- [TASK]:
Retype the records exactly, including every line.

======

//! Tests for segment lookup and manifest loading.

use ramscope_core::image::{manifest, MemoryImage, MemorySegment};
use ramscope_core::types::PhysAddr;
use ramscope_core::AnalysisError;
use tempfile::TempDir;

fn two_ddr_image(dir: &TempDir) -> MemoryImage
{
    let ddr1: Vec<u8> = (0u32..0x100).flat_map(u32::to_le_bytes).collect();
    let ddr2: Vec<u8> = (0x8000u32..0x8100).flat_map(u32::to_le_bytes).collect();
    let path1 = dir.path().join("DDRCS0.BIN");
    let path2 = dir.path().join("DDRCS1.BIN");
    std::fs::write(&path1, &ddr1).unwrap();
    std::fs::write(&path2, &ddr2).unwrap();
    MemoryImage::new(vec![
        MemorySegment::new(path2, 0x9000_0000, 0x9000_0000 + ddr2.len() as u64 - 1, "DDRCS1".to_string()),
        MemorySegment::new(path1, 0x8000_0000, 0x8000_0000 + ddr1.len() as u64 - 1, "DDRCS0".to_string()),
    ])
}

#[test]
fn test_read_physical_hits_the_covering_segment()
{
    let dir = TempDir::new().unwrap();
    let image = two_ddr_image(&dir);

    // Offset 0x10 of the first segment holds the fifth u32 (value 4).
    let bytes = image.read_physical(PhysAddr::new(0x8000_0010), 4).unwrap();
    assert_eq!(bytes, 4u32.to_le_bytes());

    // Second segment, offset 8.
    let bytes = image.read_physical(PhysAddr::new(0x9000_0008), 4).unwrap();
    assert_eq!(bytes, 0x8002u32.to_le_bytes());
}

#[test]
fn test_read_physical_outside_all_segments_is_a_hole()
{
    let dir = TempDir::new().unwrap();
    let image = two_ddr_image(&dir);

    assert!(image.read_physical(PhysAddr::new(0xa000_0000), 4).is_none());
    // Below the first segment.
    assert!(image.read_physical(PhysAddr::new(0x7fff_fffc), 4).is_none());
    // In the gap between the two segments.
    assert!(image.read_physical(PhysAddr::new(0x8000_1000), 4).is_none());
}

#[test]
fn test_reads_never_span_segments()
{
    let dir = TempDir::new().unwrap();
    let image = two_ddr_image(&dir);

    // A read starting near the end of a segment is clamped at the file
    // end rather than continued into the next segment.
    let bytes = image.read_physical(PhysAddr::new(0x8000_03fc), 16).unwrap();
    assert_eq!(bytes.len(), 4);
}

#[test]
fn test_extents_are_sorted_ascending()
{
    let dir = TempDir::new().unwrap();
    let image = two_ddr_image(&dir);

    let extents = image.extents();
    assert_eq!(extents.len(), 2);
    assert_eq!(extents[0].0, PhysAddr::new(0x8000_0000));
    assert_eq!(extents[0].2, "DDRCS0");
    assert_eq!(extents[1].0, PhysAddr::new(0x9000_0000));
}

#[test]
fn test_base_phys_offset_prefers_ddr()
{
    let dir = TempDir::new().unwrap();
    let imem = dir.path().join("OCIMEM.BIN");
    let ddr = dir.path().join("DDRCS0.BIN");
    std::fs::write(&imem, vec![0u8; 64]).unwrap();
    std::fs::write(&ddr, vec![0u8; 64]).unwrap();

    // The IMEM segment sits below the DDR segment, but DDR wins.
    let image = MemoryImage::new(vec![
        MemorySegment::new(imem, 0x0860_0000, 0x0860_003f, "OCIMEM".to_string()),
        MemorySegment::new(ddr, 0x8000_0000, 0x8000_003f, "DDRCS0".to_string()),
    ]);
    assert_eq!(image.base_phys_offset(), Some(0x8000_0000));
}

#[test]
fn test_table_manifest_loads_matching_sizes()
{
    let dir = TempDir::new().unwrap();
    std::fs::write(dir.path().join("DDRCS0.BIN"), vec![0xaa; 4096]).unwrap();
    std::fs::write(dir.path().join("DDRCS1.BIN"), vec![0xbb; 2048]).unwrap();
    std::fs::write(
        dir.path().join("dump_info.txt"),
        "1 0x80000000 4096 DDRCS0.BIN\n2 0x90000000 4000 DDRCS1.BIN\n3 0x10000000 64 notes.txt\n",
    )
    .unwrap();

    let image = manifest::load_dump_directory(dir.path()).unwrap();
    let extents = image.extents();
    // The second file's recorded size disagrees with the on-disk size, so
    // it is skipped with a warning; the junk line never matches at all.
    assert_eq!(extents.len(), 1);
    assert_eq!(extents[0].0, PhysAddr::new(0x8000_0000));
    assert_eq!(extents[0].1, PhysAddr::new(0x8000_0fff));
}

#[test]
fn test_script_manifest_four_column_lines()
{
    let dir = TempDir::new().unwrap();
    std::fs::write(dir.path().join("EBI1CS0.BIN"), vec![0xcc; 1024]).unwrap();
    std::fs::write(
        dir.path().join("load.cmm"),
        "data.load.binary EBI1CS0.BIN 0x80000000 /noclear\nprint done\n",
    )
    .unwrap();

    let image = manifest::load_dump_directory(dir.path()).unwrap();
    assert_eq!(image.extents().len(), 1);
    assert_eq!(image.extents()[0].2, "EBI1CS0");
}

#[test]
fn test_no_usable_segments_is_fatal()
{
    let dir = TempDir::new().unwrap();
    std::fs::write(dir.path().join("dump_info.txt"), "nothing here\n").unwrap();

    let err = manifest::load_dump_directory(dir.path()).unwrap_err();
    assert!(matches!(err, AnalysisError::NoSegments(_)));
}

#[test]
fn test_segment_read_scenario_from_offset()
{
    // The canonical two-segment scenario: DDR1 and DDR2 over distinct
    // ranges, byte-precise read inside DDR1, hole above both.
    let dir = TempDir::new().unwrap();
    let mut ddr1 = vec![0u8; 0x40];
    ddr1[0x10..0x14].copy_from_slice(&[0xde, 0xad, 0xbe, 0xef]);
    let path1 = dir.path().join("DDR1.BIN");
    std::fs::write(&path1, &ddr1).unwrap();
    let path2 = dir.path().join("DDR2.BIN");
    std::fs::write(&path2, vec![0u8; 0x40]).unwrap();

    let image = MemoryImage::new(vec![
        MemorySegment::new(path1, 0x8000_0000, 0x8fff_ffff, "DDR1".to_string()),
        MemorySegment::new(path2, 0x9000_0000, 0x9fff_ffff, "DDR2".to_string()),
    ]);

    assert_eq!(
        image.read_physical(PhysAddr::new(0x8000_0010), 4).unwrap(),
        vec![0xde, 0xad, 0xbe, 0xef]
    );
    assert!(image.read_physical(PhysAddr::new(0xa000_0000), 4).is_none());
}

======

- [ANSWER TO THIS TASK]:
//! Tests for segment lookup and manifest loading.

use ramscope_core::image::{manifest, MemoryImage, MemorySegment};
use ramscope_core::types::PhysAddr;
use ramscope_core::AnalysisError;
use tempfile::TempDir;

fn two_ddr_image(dir: &TempDir) -> MemoryImage
{
    let ddr1: Vec<u8> = (0u32..0x100).flat_map(u32::to_le_bytes).collect();
    let ddr2: Vec<u8> = (0x8000u32..0x8100).flat_map(u32::to_le_bytes).collect();
    let path1 = dir.path().join("DDRCS0.BIN");
    let path2 = dir.path().join("DDRCS1.BIN");
    std::fs::write(&path1, &ddr1).unwrap();
    std::fs::write(&path2, &ddr2).unwrap();
    MemoryImage::new(vec![
        MemorySegment::new(path2, 0x9000_0000, 0x9000_0000 + ddr2.len() as u64 - 1, "DDRCS1".to_string()),
        MemorySegment::new(path1, 0x8000_0000, 0x8000_0000 + ddr1.len() as u64 - 1, "DDRCS0".to_string()),
    ])
}

#[test]
fn test_read_physical_hits_the_covering_segment()
{
    let dir = TempDir::new().unwrap();
    let image = two_ddr_image(&dir);

    // Offset 0x10 of the first segment holds the fifth u32 (value 4).
    let bytes = image.read_physical(PhysAddr::new(0x8000_0010), 4).unwrap();
    assert_eq!(bytes, 4u32.to_le_bytes());

    // Second segment, offset 8.
    let bytes = image.read_physical(PhysAddr::new(0x9000_0008), 4).unwrap();
    assert_eq!(bytes, 0x8002u32.to_le_bytes());
}

#[test]
fn test_read_physical_outside_all_segments_is_a_hole()
{
    let dir = TempDir::new().unwrap();
    let image = two_ddr_image(&dir);

    assert!(image.read_physical(PhysAddr::new(0xa000_0000), 4).is_none());
    // Below the first segment.
    assert!(image.read_physical(PhysAddr::new(0x7fff_fffc), 4).is_none());
    // In the gap between the two segments.
    assert!(image.read_physical(PhysAddr::new(0x8000_1000), 4).is_none());
}

#[test]
fn test_reads_never_span_segments()
{
    let dir = TempDir::new().unwrap();
    let image = two_ddr_image(&dir);

    // A read starting near the end of a segment is clamped at the file
    // end rather than continued into the next segment.
    let bytes = image.read_physical(PhysAddr::new(0x8000_03fc), 16).unwrap();
    assert_eq!(bytes.len(), 4);
}

#[test]
fn test_extents_are_sorted_ascending()
{
    let dir = TempDir::new().unwrap();
    let image = two_ddr_image(&dir);

    let extents = image.extents();
    assert_eq!(extents.len(), 2);
    assert_eq!(extents[0].0, PhysAddr::new(0x8000_0000));
    assert_eq!(extents[0].2, "DDRCS0");
    assert_eq!(extents[1].0, PhysAddr::new(0x9000_0000));
}

#[test]
fn test_base_phys_offset_prefers_ddr()
{
    let dir = TempDir::new().unwrap();
    let imem = dir.path().join("OCIMEM.BIN");
    let ddr = dir.path().join("DDRCS0.BIN");
    std::fs::write(&imem, vec![0u8; 64]).unwrap();
    std::fs::write(&ddr, vec![0u8; 64]).unwrap();

    // The IMEM segment sits below the DDR segment, but DDR wins.
    let image = MemoryImage::new(vec![
        MemorySegment::new(imem, 0x0860_0000, 0x0860_003f, "OCIMEM".to_string()),
        MemorySegment::new(ddr, 0x8000_0000, 0x8000_003f, "DDRCS0".to_string()),
    ]);
    assert_eq!(image.base_phys_offset(), Some(0x8000_0000));
}

#[test]
fn test_table_manifest_loads_matching_sizes()
{
    let dir = TempDir::new().unwrap();
    std::fs::write(dir.path().join("DDRCS0.BIN"), vec![0xaa; 4096]).unwrap();
    std::fs::write(dir.path().join("DDRCS1.BIN"), vec![0xbb; 2048]).unwrap();
    std::fs::write(
        dir.path().join("dump_info.txt"),
        "1 0x80000000 4096 DDRCS0.BIN\n2 0x90000000 4000 DDRCS1.BIN\n3 0x10000000 64 notes.txt\n",
    )
    .unwrap();

    let image = manifest::load_dump_directory(dir.path()).unwrap();
    let extents = image.extents();
    // The second file's recorded size disagrees with the on-disk size, so
    // it is skipped with a warning; the junk line never matches at all.
    assert_eq!(extents.len(), 1);
    assert_eq!(extents[0].0, PhysAddr::new(0x8000_0000));
    assert_eq!(extents[0].1, PhysAddr::new(0x8000_0fff));
}

#[test]
fn test_script_manifest_four_column_lines()
{
    let dir = TempDir::new().unwrap();
    std::fs::write(dir.path().join("EBI1CS0.BIN"), vec![0xcc; 1024]).unwrap();
    std::fs::write(
        dir.path().join("load.cmm"),
        "data.load.binary EBI1CS0.BIN 0x80000000 /noclear\nprint done\n",
    )
    .unwrap();

    let image = manifest::load_dump_directory(dir.path()).unwrap();
    assert_eq!(image.extents().len(), 1);
    assert_eq!(image.extents()[0].2, "EBI1CS0");
}

#[test]
fn test_no_usable_segments_is_fatal()
{
    let dir = TempDir::new().unwrap();
    std::fs::write(dir.path().join("dump_info.txt"), "nothing here\n").unwrap();

    let err = manifest::load_dump_directory(dir.path()).unwrap_err();
    assert!(matches!(err, AnalysisError::NoSegments(_)));
}

#[test]
fn test_segment_read_scenario_from_offset()
{
    // The canonical two-segment scenario: DDR1 and DDR2 over distinct
    // ranges, byte-precise read inside DDR1, hole above both.
    let dir = TempDir::new().unwrap();
    let mut ddr1 = vec![0u8; 0x40];
    ddr1[0x10..0x14].copy_from_slice(&[0xde, 0xad, 0xbe, 0xef]);
    let path1 = dir.path().join("DDR1.BIN");
    std::fs::write(&path1, &ddr1).unwrap();
    let path2 = dir.path().join("DDR2.BIN");
    std::fs::write(&path2, vec![0u8; 0x40]).unwrap();

    let image = MemoryImage::new(vec![
        MemorySegment::new(path1, 0x8000_0000, 0x8fff_ffff, "DDR1".to_string()),
        MemorySegment::new(path2, 0x9000_0000, 0x9fff_ffff, "DDR2".to_string()),
    ]);

    assert_eq!(
        image.read_physical(PhysAddr::new(0x8000_0010), 4).unwrap(),
        vec![0xde, 0xad, 0xbe, 0xef]
    );
    assert!(image.read_physical(PhysAddr::new(0xa000_0000), 4).is_none());
}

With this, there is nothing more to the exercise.